TASK DESCRIPTION: Report every line of the listing below in which the string "copied" appears.

EXTRACTED INFORMATION:
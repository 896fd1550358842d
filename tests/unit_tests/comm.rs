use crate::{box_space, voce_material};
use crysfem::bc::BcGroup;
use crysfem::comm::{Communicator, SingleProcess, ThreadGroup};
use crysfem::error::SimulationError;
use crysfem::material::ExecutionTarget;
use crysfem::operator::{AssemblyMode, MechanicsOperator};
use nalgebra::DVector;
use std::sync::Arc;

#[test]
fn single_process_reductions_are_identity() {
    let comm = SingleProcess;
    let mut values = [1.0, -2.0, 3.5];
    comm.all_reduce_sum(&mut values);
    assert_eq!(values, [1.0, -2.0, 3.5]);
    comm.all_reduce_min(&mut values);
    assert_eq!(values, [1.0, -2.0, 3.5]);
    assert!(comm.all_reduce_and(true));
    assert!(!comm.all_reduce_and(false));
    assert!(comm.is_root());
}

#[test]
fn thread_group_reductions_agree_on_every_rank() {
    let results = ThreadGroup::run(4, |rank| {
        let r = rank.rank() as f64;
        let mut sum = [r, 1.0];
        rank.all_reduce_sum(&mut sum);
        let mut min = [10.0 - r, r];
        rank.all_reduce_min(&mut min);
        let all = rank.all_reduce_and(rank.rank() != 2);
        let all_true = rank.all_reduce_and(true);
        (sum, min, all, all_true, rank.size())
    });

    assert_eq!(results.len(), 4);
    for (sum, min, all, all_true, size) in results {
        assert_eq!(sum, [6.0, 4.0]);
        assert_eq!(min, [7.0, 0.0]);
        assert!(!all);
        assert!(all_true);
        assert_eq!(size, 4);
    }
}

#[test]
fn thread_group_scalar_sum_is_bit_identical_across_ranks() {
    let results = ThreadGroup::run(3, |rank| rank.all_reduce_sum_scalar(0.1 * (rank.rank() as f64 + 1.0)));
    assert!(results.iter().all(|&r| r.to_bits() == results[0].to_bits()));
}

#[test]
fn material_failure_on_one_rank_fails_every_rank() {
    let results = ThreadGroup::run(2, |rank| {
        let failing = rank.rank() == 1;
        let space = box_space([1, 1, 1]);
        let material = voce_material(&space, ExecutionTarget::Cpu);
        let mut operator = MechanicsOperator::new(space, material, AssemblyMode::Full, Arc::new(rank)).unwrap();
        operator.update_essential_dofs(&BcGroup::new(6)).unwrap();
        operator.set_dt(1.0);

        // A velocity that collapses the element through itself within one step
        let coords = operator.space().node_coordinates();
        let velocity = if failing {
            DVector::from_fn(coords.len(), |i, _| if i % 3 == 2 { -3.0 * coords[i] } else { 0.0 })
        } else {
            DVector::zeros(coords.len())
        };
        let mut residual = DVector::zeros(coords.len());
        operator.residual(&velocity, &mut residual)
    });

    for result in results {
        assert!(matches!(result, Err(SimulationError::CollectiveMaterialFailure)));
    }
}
==
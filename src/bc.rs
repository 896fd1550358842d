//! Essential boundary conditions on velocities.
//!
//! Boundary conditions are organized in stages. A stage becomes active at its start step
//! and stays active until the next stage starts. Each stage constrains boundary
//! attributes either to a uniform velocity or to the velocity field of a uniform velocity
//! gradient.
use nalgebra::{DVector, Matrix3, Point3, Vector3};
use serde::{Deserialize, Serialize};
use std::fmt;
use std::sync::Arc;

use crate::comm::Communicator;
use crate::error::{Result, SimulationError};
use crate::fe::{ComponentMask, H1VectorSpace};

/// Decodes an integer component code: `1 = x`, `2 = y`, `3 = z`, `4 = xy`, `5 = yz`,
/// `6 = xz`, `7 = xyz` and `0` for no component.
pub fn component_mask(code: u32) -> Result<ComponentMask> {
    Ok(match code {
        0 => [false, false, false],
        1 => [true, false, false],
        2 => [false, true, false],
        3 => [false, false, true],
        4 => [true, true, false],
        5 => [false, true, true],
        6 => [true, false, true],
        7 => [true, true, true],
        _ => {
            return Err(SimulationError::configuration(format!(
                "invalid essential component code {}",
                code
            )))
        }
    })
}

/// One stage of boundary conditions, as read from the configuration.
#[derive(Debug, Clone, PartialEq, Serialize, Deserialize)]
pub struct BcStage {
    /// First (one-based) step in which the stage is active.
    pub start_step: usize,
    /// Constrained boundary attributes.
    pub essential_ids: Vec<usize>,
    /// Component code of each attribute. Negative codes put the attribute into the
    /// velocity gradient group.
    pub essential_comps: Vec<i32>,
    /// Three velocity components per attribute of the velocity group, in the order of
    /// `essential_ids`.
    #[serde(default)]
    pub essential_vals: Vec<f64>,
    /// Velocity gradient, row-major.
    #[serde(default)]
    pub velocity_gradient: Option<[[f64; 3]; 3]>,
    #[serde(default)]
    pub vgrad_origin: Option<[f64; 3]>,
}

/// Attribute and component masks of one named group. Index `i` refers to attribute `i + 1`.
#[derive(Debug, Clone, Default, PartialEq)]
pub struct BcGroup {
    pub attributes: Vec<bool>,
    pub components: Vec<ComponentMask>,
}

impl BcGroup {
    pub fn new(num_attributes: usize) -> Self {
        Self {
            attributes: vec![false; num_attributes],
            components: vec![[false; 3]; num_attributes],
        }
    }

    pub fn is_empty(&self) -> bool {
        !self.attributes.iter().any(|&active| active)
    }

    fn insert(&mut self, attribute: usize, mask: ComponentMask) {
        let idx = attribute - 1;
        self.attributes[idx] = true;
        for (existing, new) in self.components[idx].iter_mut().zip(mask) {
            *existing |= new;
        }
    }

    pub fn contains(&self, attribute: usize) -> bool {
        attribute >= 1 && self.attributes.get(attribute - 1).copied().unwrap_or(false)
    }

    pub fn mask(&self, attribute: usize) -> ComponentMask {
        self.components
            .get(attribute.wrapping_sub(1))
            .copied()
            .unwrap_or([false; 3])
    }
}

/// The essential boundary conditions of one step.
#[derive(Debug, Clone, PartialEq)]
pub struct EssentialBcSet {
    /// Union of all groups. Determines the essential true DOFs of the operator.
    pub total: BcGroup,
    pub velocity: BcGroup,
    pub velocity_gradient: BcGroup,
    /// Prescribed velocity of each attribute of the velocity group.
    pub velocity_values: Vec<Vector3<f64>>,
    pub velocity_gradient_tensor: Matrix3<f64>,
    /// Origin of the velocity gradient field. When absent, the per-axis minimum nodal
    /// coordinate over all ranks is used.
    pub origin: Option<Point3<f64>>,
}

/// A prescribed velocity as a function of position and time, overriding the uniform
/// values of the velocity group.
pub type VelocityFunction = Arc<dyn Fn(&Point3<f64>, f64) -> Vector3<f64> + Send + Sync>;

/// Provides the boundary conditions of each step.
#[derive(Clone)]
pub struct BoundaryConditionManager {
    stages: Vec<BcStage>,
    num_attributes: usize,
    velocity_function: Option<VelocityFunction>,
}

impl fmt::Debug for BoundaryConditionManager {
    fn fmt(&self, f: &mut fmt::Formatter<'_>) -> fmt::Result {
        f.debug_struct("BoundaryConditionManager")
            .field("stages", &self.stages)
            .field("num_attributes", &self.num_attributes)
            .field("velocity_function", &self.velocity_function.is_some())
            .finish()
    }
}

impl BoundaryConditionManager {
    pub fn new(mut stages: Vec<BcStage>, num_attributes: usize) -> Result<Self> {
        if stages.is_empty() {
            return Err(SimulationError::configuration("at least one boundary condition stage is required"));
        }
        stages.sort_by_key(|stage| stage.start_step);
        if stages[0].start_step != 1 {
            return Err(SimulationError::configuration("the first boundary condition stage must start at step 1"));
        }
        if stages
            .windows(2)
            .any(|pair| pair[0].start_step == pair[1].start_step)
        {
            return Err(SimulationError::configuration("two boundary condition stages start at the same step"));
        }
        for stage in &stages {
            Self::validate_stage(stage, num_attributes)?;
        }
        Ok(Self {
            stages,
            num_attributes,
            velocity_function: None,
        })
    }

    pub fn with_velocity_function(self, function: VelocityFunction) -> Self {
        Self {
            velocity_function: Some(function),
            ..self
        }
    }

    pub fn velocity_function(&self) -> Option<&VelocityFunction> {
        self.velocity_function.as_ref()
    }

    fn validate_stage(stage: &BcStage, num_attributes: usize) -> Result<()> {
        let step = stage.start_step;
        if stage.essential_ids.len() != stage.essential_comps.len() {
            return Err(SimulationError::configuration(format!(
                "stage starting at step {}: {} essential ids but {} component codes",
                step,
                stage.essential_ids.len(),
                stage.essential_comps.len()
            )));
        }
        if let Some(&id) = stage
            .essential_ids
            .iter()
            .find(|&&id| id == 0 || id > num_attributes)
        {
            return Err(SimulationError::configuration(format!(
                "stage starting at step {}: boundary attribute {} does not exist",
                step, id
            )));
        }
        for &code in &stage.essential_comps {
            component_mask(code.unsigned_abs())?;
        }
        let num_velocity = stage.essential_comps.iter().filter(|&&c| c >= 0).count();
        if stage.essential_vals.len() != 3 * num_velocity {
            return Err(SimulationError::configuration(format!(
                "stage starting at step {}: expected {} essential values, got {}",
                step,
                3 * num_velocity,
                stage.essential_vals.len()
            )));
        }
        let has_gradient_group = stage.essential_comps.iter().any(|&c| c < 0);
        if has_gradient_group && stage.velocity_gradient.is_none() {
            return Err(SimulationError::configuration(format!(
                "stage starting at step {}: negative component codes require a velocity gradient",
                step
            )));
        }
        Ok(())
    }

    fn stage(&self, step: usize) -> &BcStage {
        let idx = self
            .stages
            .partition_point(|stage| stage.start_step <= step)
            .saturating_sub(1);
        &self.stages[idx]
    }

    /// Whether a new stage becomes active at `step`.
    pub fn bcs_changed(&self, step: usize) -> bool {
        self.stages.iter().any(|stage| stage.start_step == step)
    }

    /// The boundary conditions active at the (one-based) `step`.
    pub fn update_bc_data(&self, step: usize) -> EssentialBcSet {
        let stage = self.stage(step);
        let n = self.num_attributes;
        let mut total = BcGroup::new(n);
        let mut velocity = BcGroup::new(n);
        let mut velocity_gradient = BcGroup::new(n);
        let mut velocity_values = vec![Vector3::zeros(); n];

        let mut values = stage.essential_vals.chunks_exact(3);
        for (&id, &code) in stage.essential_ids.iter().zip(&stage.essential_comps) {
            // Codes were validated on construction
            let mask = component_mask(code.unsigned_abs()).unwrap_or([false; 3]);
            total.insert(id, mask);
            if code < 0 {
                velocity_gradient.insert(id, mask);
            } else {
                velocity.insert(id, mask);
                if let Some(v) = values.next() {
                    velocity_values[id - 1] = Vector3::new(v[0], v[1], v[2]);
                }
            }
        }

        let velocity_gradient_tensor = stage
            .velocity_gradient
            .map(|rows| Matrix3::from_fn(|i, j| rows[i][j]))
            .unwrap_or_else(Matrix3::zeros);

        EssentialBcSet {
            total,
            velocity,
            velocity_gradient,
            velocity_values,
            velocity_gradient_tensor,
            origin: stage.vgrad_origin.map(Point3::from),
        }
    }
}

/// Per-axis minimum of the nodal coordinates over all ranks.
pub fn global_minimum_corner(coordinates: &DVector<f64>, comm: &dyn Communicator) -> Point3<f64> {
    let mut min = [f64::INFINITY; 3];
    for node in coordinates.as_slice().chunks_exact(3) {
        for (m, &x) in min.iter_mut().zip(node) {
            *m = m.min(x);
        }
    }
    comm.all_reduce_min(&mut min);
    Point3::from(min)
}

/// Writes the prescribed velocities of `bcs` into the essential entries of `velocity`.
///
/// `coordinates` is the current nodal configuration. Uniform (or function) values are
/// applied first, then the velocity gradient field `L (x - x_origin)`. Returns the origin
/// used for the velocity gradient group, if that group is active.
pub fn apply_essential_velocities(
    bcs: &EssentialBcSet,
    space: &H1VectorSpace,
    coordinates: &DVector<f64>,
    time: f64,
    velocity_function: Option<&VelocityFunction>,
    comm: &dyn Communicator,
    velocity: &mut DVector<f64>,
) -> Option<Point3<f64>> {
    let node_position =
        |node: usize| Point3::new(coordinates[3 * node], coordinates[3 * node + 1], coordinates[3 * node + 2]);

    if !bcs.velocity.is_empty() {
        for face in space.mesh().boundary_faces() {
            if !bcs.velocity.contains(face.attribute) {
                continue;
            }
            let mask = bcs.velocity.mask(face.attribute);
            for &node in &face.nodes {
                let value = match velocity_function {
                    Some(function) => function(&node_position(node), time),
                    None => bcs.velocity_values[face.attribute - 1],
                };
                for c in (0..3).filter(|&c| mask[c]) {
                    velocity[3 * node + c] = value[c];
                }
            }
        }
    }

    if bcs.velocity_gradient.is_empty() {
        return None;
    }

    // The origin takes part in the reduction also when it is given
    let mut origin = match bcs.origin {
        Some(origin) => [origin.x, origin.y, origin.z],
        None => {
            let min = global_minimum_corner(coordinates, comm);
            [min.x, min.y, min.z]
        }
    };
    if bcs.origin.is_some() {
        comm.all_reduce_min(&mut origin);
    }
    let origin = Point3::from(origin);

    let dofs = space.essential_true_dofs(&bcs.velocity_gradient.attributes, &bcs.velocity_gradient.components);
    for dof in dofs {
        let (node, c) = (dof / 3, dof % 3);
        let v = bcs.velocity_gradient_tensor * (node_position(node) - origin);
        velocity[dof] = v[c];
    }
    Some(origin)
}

EXERCISE RESPONSE:
        attribute >= 1 && self.attributes.get(attribute - 1).copied().unwrap_or(false)
            .copied()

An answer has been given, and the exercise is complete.